• _Exercise prompt_
Establish how many lines in the records below include the word "None"; respond with that number only.

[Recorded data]
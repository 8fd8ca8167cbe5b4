use crate::util::{RandomVerificationTagGenerator, VerificationTagGenerator};

use std::fmt;
use std::sync::Arc;
use std::time::Duration;

/// Path MTU assumed for a transport until discovery learns better.
pub(crate) const DEFAULT_PMTU: u32 = 1500;
/// SCTP common header.
pub(crate) const COMMON_HEADER_SIZE: u32 = 12;
/// DATA chunk header, flags and TSN/stream/SSN words included.
pub(crate) const DATA_CHUNK_HEADER_SIZE: u32 = 16;
/// Worst-case IP header on the paths we care about.
pub(crate) const IP_HEADER_SIZE: u32 = 20;
/// Protocol floor for an advertised receive window.
pub(crate) const RWND_MIN: u32 = 1500;
/// Peer receive window assumed until the handshake reports the real one.
pub(crate) const DEFAULT_PEER_RWND: u32 = 65535;
pub(crate) const INITIAL_RECV_BUF_SIZE: u32 = 1024 * 1024;

const DEFAULT_MAX_OUTBOUND_STREAMS: u16 = 10;
const DEFAULT_MAX_INBOUND_STREAMS: u16 = u16::MAX;
const DEFAULT_MAX_RETRANS_ASSOCIATION: u32 = 10;
const DEFAULT_MAX_RETRANS_PATH: u32 = 5;
const DEFAULT_MAX_INIT_ATTEMPTS: u32 = 8;
const DEFAULT_RTO_INITIAL: Duration = Duration::from_millis(3000);
const DEFAULT_RTO_MIN: Duration = Duration::from_millis(1000);
const DEFAULT_RTO_MAX: Duration = Duration::from_millis(60000);
const DEFAULT_HEARTBEAT_INTERVAL: Duration = Duration::from_secs(30);
const DEFAULT_COOKIE_LIFE: Duration = Duration::from_secs(60);

/// Largest DATA payload that fits one packet on a path with the given MTU.
pub(crate) fn frag_point(pmtu: u32) -> u32 {
    pmtu.saturating_sub(IP_HEADER_SIZE + COMMON_HEADER_SIZE + DATA_CHUNK_HEADER_SIZE)
}

/// SocketConfig collects the socket-level options an association inherits
/// at creation into a single structure.
#[derive(Debug, Clone)]
pub struct SocketConfig {
    max_num_outbound_streams: u16,
    max_num_inbound_streams: u16,
    recv_buffer_size: u32,
    rto_initial: Duration,
    rto_min: Duration,
    rto_max: Duration,
    max_retrans_association: u32,
    max_retrans_path: u32,
    max_init_attempts: u32,
    heartbeat_interval: Duration,
    cookie_life: Duration,
    autoclose: Option<Duration>,
}

impl Default for SocketConfig {
    fn default() -> Self {
        SocketConfig {
            max_num_outbound_streams: DEFAULT_MAX_OUTBOUND_STREAMS,
            max_num_inbound_streams: DEFAULT_MAX_INBOUND_STREAMS,
            recv_buffer_size: INITIAL_RECV_BUF_SIZE,
            rto_initial: DEFAULT_RTO_INITIAL,
            rto_min: DEFAULT_RTO_MIN,
            rto_max: DEFAULT_RTO_MAX,
            max_retrans_association: DEFAULT_MAX_RETRANS_ASSOCIATION,
            max_retrans_path: DEFAULT_MAX_RETRANS_PATH,
            max_init_attempts: DEFAULT_MAX_INIT_ATTEMPTS,
            heartbeat_interval: DEFAULT_HEARTBEAT_INTERVAL,
            cookie_life: DEFAULT_COOKIE_LIFE,
            autoclose: None,
        }
    }
}

impl SocketConfig {
    pub fn with_max_num_outbound_streams(mut self, value: u16) -> Self {
        self.max_num_outbound_streams = value;
        self
    }

    pub fn with_max_num_inbound_streams(mut self, value: u16) -> Self {
        self.max_num_inbound_streams = value;
        self
    }

    pub fn with_recv_buffer_size(mut self, value: u32) -> Self {
        self.recv_buffer_size = value;
        self
    }

    pub fn with_rto_bounds(mut self, initial: Duration, min: Duration, max: Duration) -> Self {
        self.rto_initial = initial;
        self.rto_min = min;
        self.rto_max = max;
        self
    }

    pub fn with_max_retrans_association(mut self, value: u32) -> Self {
        self.max_retrans_association = value;
        self
    }

    pub fn with_max_retrans_path(mut self, value: u32) -> Self {
        self.max_retrans_path = value;
        self
    }

    pub fn with_max_init_attempts(mut self, value: u32) -> Self {
        self.max_init_attempts = value;
        self
    }

    pub fn with_heartbeat_interval(mut self, value: Duration) -> Self {
        self.heartbeat_interval = value;
        self
    }

    pub fn with_cookie_life(mut self, value: Duration) -> Self {
        self.cookie_life = value;
        self
    }

    pub fn with_autoclose(mut self, value: Option<Duration>) -> Self {
        self.autoclose = value;
        self
    }

    pub(crate) fn max_num_outbound_streams(&self) -> u16 {
        self.max_num_outbound_streams
    }

    pub(crate) fn max_num_inbound_streams(&self) -> u16 {
        self.max_num_inbound_streams
    }

    pub(crate) fn recv_buffer_size(&self) -> u32 {
        self.recv_buffer_size
    }

    pub(crate) fn rto_initial(&self) -> Duration {
        self.rto_initial
    }

    pub(crate) fn rto_min(&self) -> Duration {
        self.rto_min
    }

    pub(crate) fn rto_max(&self) -> Duration {
        self.rto_max
    }

    pub(crate) fn max_retrans_association(&self) -> u32 {
        self.max_retrans_association
    }

    pub(crate) fn max_retrans_path(&self) -> u32 {
        self.max_retrans_path
    }

    pub(crate) fn max_init_attempts(&self) -> u32 {
        self.max_init_attempts
    }

    pub(crate) fn heartbeat_interval(&self) -> Duration {
        self.heartbeat_interval
    }

    pub(crate) fn cookie_life(&self) -> Duration {
        self.cookie_life
    }

    pub(crate) fn autoclose(&self) -> Option<Duration> {
        self.autoclose
    }
}

/// Global configuration for the endpoint, affecting all associations.
///
/// Default values should be suitable for most internet applications.
#[derive(Clone)]
pub struct EndpointConfig {
    /// Verification tag generator factory
    ///
    /// Creates the generator an `Endpoint` uses to mint verification tags
    /// and initial TSNs for the associations it owns.
    pub(crate) tag_generator_factory:
        Arc<dyn Fn() -> Box<dyn VerificationTagGenerator> + Send + Sync>,

    /// Maximum number of concurrent associations per endpoint.
    pub(crate) max_associations: u32,
}

impl Default for EndpointConfig {
    fn default() -> Self {
        Self::new()
    }
}

impl EndpointConfig {
    /// Create a default config
    pub fn new() -> Self {
        let tag_factory: fn() -> Box<dyn VerificationTagGenerator> =
            || Box::new(RandomVerificationTagGenerator::default());
        Self {
            tag_generator_factory: Arc::new(tag_factory),
            max_associations: 100_000,
        }
    }

    /// Supply a custom verification tag generator factory.
    ///
    /// Called once by each `Endpoint` constructed from this configuration.
    /// Generated tags and initial TSNs gate every packet the association
    /// later accepts, so a custom generator must preserve their
    /// unpredictability to third parties.
    pub fn tag_generator<F: Fn() -> Box<dyn VerificationTagGenerator> + Send + Sync + 'static>(
        &mut self,
        factory: F,
    ) -> &mut Self {
        self.tag_generator_factory = Arc::new(factory);
        self
    }

    /// Limit the number of associations an endpoint will carry at once.
    pub fn max_associations(&mut self, value: u32) -> &mut Self {
        self.max_associations = value;
        self
    }
}

impl fmt::Debug for EndpointConfig {
    fn fmt(&self, fmt: &mut fmt::Formatter<'_>) -> fmt::Result {
        fmt.debug_struct("EndpointConfig")
            .field("max_associations", &self.max_associations)
            .field("tag_generator_factory", &"[ elided ]")
            .finish()
    }
}
#[test]
fn test_handle_inbound_halts_on_dispatch_error() -> Result<()> {
    let mut a = create_association(1);
    let now = Instant::now();
    let source = addr("10.0.0.1:36412");

    a.add_peer(source, 1500, now)?;
    for tsn in 1..=3 {
        a.push_inbound(data_chunk(source, tsn));
    }

    let mut dispatcher = RecordingDispatcher::new();
    dispatcher.fail_on = Some(1);

    let result = a.handle_inbound(now, &mut dispatcher);
    assert!(result.is_err());
    assert_eq!(2, dispatcher.seen.len(), "halted after the failure");
    assert_eq!(1, a.inbound_len(), "third chunk left queued");
    assert_eq!(
        Some(Error::ErrDispatch("induced failure".to_owned())),
        a.take_sock_error()
    );
    assert_eq!(None, a.take_sock_error(), "error surfaced once");

    Ok(())
}

#[test]
fn test_handle_inbound_stops_when_state_machine_frees() -> Result<()> {
    let mut a = create_association(1);
    let now = Instant::now();
    let source = addr("10.0.0.1:36412");

    a.add_peer(source, 1500, now)?;
    for tsn in 1..=3 {
        a.push_inbound(data_chunk(source, tsn));
    }

    let mut dispatcher = RecordingDispatcher::new();
    dispatcher.teardown_on = Some(0);

    a.handle_inbound(now, &mut dispatcher)?;
    assert_eq!(1, dispatcher.seen.len(), "drain stopped immediately");
    assert!(a.is_dead());

    Ok(())
}

#[test]
fn test_end_to_end_scenario() -> Result<()> {
    let mut a = Association::new(
        Arc::new(EndpointConfig::default()),
        Arc::new(small_socket_config()),
        Scope::Private,
        36412,
        0xfeed_f00d,
        7000,
    )?;
    let now = Instant::now();

    let t0 = a.add_peer(addr("10.0.0.1:36412"), 1500, now)?;
    let t1 = a.add_peer(addr("10.0.0.2:36412"), 1400, now)?;

    assert_eq!(1400, a.pathmtu());
    assert_eq!(1400 - (20 + 12 + 16), a.frag_point());

    a.control_transport(t0, TransportCmd::Up, 0)?;
    a.control_transport(t1, TransportCmd::Down, 0)?;

    assert_eq!(Some(t0), a.active_path());
    assert_eq!(
        2,
        a.stats_mut().get_num_peer_addr_events(),
        "one notification per control"
    );

    Ok(())
}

• _Exercise solution_
2